Activity: In the records, each line holding "ImportCollector" must be reported.

[Stored data entries]
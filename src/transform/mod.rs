// Copyright 2026 Layne Penney
// SPDX-License-Identifier: AGPL-3.0-or-later

//! Source transforms.
//!
//! A transform mutates one parsed [`SourceUnit`] in place and reports what it
//! did. Two transforms exist:
//!
//! - [`ContextInjector`] - Ensures every function carries a context parameter
//! - [`SpanInjector`] - Opens and closes a tracing span at the top of every
//!   function that has one
//!
//! Both are built from their configuration and shared across worker tasks as
//! `Arc<dyn Transform>`.

pub mod classify;
pub mod imports;
pub mod instrument;
pub mod signature;

pub use classify::{classify, classify_node, Classified, DeclKind, NodeShape};
pub use imports::{
    ensure_bound_import, ensure_import, import_local_name, resolve_aliases, sort_imports,
    AliasSet, ImportOutcome,
};
pub use instrument::{instrument, InstrumentOutcome, SpanInjector, SpanStyle};
pub use signature::{has_context_parameter, rewrite_signature, ContextInjector};

use std::fmt;
use std::sync::Arc;

use crate::config::ResolvedConfig;
use crate::error::TransformError;
use crate::syntax::SourceUnit;

/// Why a transform left a file alone.
#[derive(Debug, Clone, Copy, PartialEq, Eq, Hash)]
pub enum SkipReason {
    /// The file does not import the context package.
    NoContextImport,
    /// The file already imports the tracing package.
    AlreadyInstrumented,
}

impl SkipReason {
    pub fn as_str(&self) -> &'static str {
        match self {
            Self::NoContextImport => "no context import",
            Self::AlreadyInstrumented => "already instrumented",
        }
    }
}

impl fmt::Display for SkipReason {
    fn fmt(&self, f: &mut fmt::Formatter<'_>) -> fmt::Result {
        write!(f, "{}", self.as_str())
    }
}

/// What a transform did to a unit.
#[derive(Debug, Clone, PartialEq, Eq)]
pub enum TransformReport {
    Applied {
        /// Declarations whose parameters or body changed.
        rewritten: usize,
        import_added: bool,
    },
    Skipped(SkipReason),
}

impl TransformReport {
    /// Whether the unit needs to be printed and written.
    pub fn changed(&self) -> bool {
        match self {
            Self::Applied {
                rewritten,
                import_added,
            } => *rewritten > 0 || *import_added,
            Self::Skipped(_) => false,
        }
    }
}

/// A source-to-source transform over one parsed file.
pub trait Transform: Send + Sync {
    /// Short name used in logs and metrics.
    fn name(&self) -> &'static str;

    /// Apply the transform to a unit in place.
    fn apply(&self, unit: &mut SourceUnit) -> Result<TransformReport, TransformError>;
}

/// The two transforms the command line can select.
#[derive(Debug, Clone, Copy, PartialEq, Eq)]
pub enum TransformKind {
    Context,
    Trace,
}

impl TransformKind {
    /// Build the transform with its settings from `config`.
    pub fn build(self, config: &ResolvedConfig) -> Arc<dyn Transform> {
        match self {
            Self::Context => Arc::new(ContextInjector::new(config.context.clone())),
            Self::Trace => Arc::new(SpanInjector::new(
                config.tracing.clone(),
                config.context.clone(),
            )),
        }
    }
}

#[cfg(test)]
mod tests {
    use super::*;

    #[test]
    fn test_report_changed() {
        assert!(TransformReport::Applied {
            rewritten: 2,
            import_added: false
        }
        .changed());
        assert!(TransformReport::Applied {
            rewritten: 0,
            import_added: true
        }
        .changed());
        assert!(!TransformReport::Applied {
            rewritten: 0,
            import_added: false
        }
        .changed());
        assert!(!TransformReport::Skipped(SkipReason::NoContextImport).changed());
    }

    #[test]
    fn test_kind_builds_named_transform() {
        let config = ResolvedConfig::default();
        assert_eq!(TransformKind::Context.build(&config).name(), "context");
        assert_eq!(TransformKind::Trace.build(&config).name(), "trace");
    }

    #[test]
    fn test_skip_reason_display() {
        assert_eq!(SkipReason::NoContextImport.to_string(), "no context import");
        assert_eq!(
            SkipReason::AlreadyInstrumented.to_string(),
            "already instrumented"
        );
    }
}
//! Resolved package model for the idlpack declaration emitter.
//!
//! This crate holds the types the emitter consumes: a [`Package`] made of
//! [`File`]s, each an ordered list of [`Member`]s, plus the resolved type
//! shapes those members refer to.
//!
//! # Architecture
//!
//! ```text
//! idl.toml (manifest) → idlpack-manifest (loading) → idlpack-ir (Package) → codegen
//! ```
//!
//! The model is assumed to be fully resolved: every member name is unique,
//! every named type can be looked up, and every struct-shaped member carries
//! exactly one [`PropertyOptions`] per leaf field.

mod member;
mod package;
mod types;

pub use member::{Alias, Const, Enum, Member, MemberKind, Position, Resource, Struct, TypeMember};
pub use package::{Dependency, File, Package};
pub use types::{BasicKind, Field, NamedRef, PropertyOptions, StructType, Type};
//! Member-to-declaration translation.

use idlpack_codegen::{
    CodeBuilder, CodeFragment, Error, FileScope, ImportCollector, Indent, Renderable, Result,
    TypeMapper, flatten_fields,
};
use idlpack_ir::{Alias, Const, Enum, Member, MemberKind, Resource, Type, TypeMember};
use tracing::trace;

use crate::{
    TypeScriptTypeMapper,
    ast::{self, Class, Constructor, Interface, Property, TypeAlias, Union},
};

/// What the file header needs to know once the body has been emitted.
#[derive(Debug, Default, Clone, PartialEq)]
pub struct FileImports {
    /// References made by the emitted declarations.
    pub imports: ImportCollector,
    /// Whether a resource class was emitted.
    pub had_resource: bool,
}

/// Emits the declarations of one file.
///
/// Holds the per-file state (recorded references, whether a resource was
/// seen); create one per file and drop it when the file is done.
pub struct DeclarationEmitter<'a> {
    scope: FileScope<'a>,
    mapper: TypeScriptTypeMapper,
    runtime_alias: &'a str,
    indent: Indent,
    state: FileImports,
}

impl<'a> DeclarationEmitter<'a> {
    pub fn new(scope: FileScope<'a>, runtime_alias: &'a str) -> Self {
        Self {
            scope,
            mapper: TypeScriptTypeMapper,
            runtime_alias,
            indent: Indent::default(),
            state: FileImports::default(),
        }
    }

    pub fn with_indent(mut self, indent: Indent) -> Self {
        self.indent = indent;
        self
    }

    /// Emit `members` in order, applying the spacing rules between them.
    ///
    /// Runs of aliases and runs of consts are kept together; every other
    /// pair of neighbours is separated by a blank line. The result always
    /// ends with a blank line.
    pub fn emit_body<'m>(&mut self, members: impl IntoIterator<Item = &'m Member>) -> Result<String> {
        let mut builder = CodeBuilder::new(self.indent);
        let mut previous: Option<MemberKind> = None;

        for member in members {
            let kind = member.kind();
            if previous.is_some_and(|prev| separated(prev, kind)) {
                builder.push_blank();
            }
            for fragment in self.emit(member)? {
                builder.apply_fragment(fragment);
            }
            previous = Some(kind);
        }

        builder.push_blank();
        Ok(builder.build())
    }

    /// Emit a single member.
    pub fn emit(&mut self, member: &Member) -> Result<Vec<CodeFragment>> {
        trace!(member = member.name(), kind = %member.kind(), "emitting declaration");
        match member {
            Member::Alias(alias) => self.alias(alias),
            Member::Const(konst) => self.constant(konst),
            Member::Enum(enumeration) => self.enumeration(enumeration),
            Member::Struct(structure) => Ok(self
                .interface(&structure.name, structure)?
                .to_fragments()),
            Member::Resource(resource) => self.resource(resource),
        }
    }

    /// Hand back the per-file state.
    pub fn finish(self) -> FileImports {
        self.state
    }

    fn map(&mut self, ty: &Type) -> Result<String> {
        self.mapper
            .render_type(ty, &self.scope, &mut self.state.imports)
    }

    fn alias(&mut self, alias: &Alias) -> Result<Vec<CodeFragment>> {
        let target = self.map(&alias.target)?;
        Ok(TypeAlias::new(&alias.name, target).to_fragments())
    }

    fn constant(&mut self, konst: &Const) -> Result<Vec<CodeFragment>> {
        let ty = self.map(&konst.ty)?;
        Ok(ast::Const::new(&konst.name, ty, &konst.value).to_fragments())
    }

    fn enumeration(&mut self, enumeration: &Enum) -> Result<Vec<CodeFragment>> {
        if enumeration.values.is_empty() {
            return Err(Error::EmptyEnum {
                name: enumeration.name.clone(),
            });
        }
        Ok(Union::new(&enumeration.name)
            .variants(enumeration.values.iter().map(|v| quote(v)))
            .to_fragments())
    }

    /// The interface shape of a struct or resource: every leaf field that is
    /// not output-only.
    fn interface(&mut self, name: &str, member: &dyn TypeMember) -> Result<Interface> {
        Ok(Interface::new(name).properties(self.properties(member)?))
    }

    fn properties(&mut self, member: &dyn TypeMember) -> Result<Vec<Property>> {
        let fields = flatten_fields(self.scope.package, member)?;
        let mut properties = Vec::with_capacity(fields.len());
        for flat in fields.iter().filter(|f| !f.options.out) {
            let ty = self.map(flat.ty())?;
            properties.push(
                Property::new(flat.name(), ty)
                    .readonly_if(flat.options.replaces)
                    .optional_if(flat.options.optional),
            );
        }
        Ok(properties)
    }

    /// A resource becomes a class extending the runtime base, with a
    /// constructor that checks required arguments are present, followed by
    /// its `<Name>Args` interface.
    fn resource(&mut self, resource: &Resource) -> Result<Vec<CodeFragment>> {
        let args = format!("{}Args", resource.name);
        let properties = self.properties(resource)?;

        let mut constructor = Constructor::new().param("args", &args).line("super();");
        for property in &properties {
            let name = &property.name;
            if !property.optional {
                constructor.push(CodeFragment::block(
                    format!("if (args.{} === undefined) {{", name),
                    vec![CodeFragment::line(format!(
                        "throw new Error(\"Missing required argument '{}'\");",
                        name
                    ))],
                    Some("}".to_string()),
                ));
            }
            constructor.push(CodeFragment::line(format!("this.{} = args.{};", name, name)));
        }

        let class = Class::new(&resource.name)
            .extends(format!("{}.Resource", self.runtime_alias))
            .implements(&args)
            .properties(properties.iter().cloned())
            .constructor(constructor);

        let mut fragments = class.to_fragments();
        fragments.push(CodeFragment::Blank);
        fragments.extend(Interface::new(&args).properties(properties).to_fragments());

        self.state.had_resource = true;
        Ok(fragments)
    }
}

/// Whether a blank line goes between neighbours of these kinds.
fn separated(previous: MemberKind, next: MemberKind) -> bool {
    let stacks = matches!(next, MemberKind::Alias | MemberKind::Const);
    !(stacks && previous == next)
}

/// A string literal for an enum value.
fn quote(value: &str) -> String {
    serde_json::Value::String(value.to_string()).to_string()
}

Task answer:
    CodeBuilder, CodeFragment, Error, FileScope, ImportCollector, Indent, Renderable, Result,
    pub imports: ImportCollector,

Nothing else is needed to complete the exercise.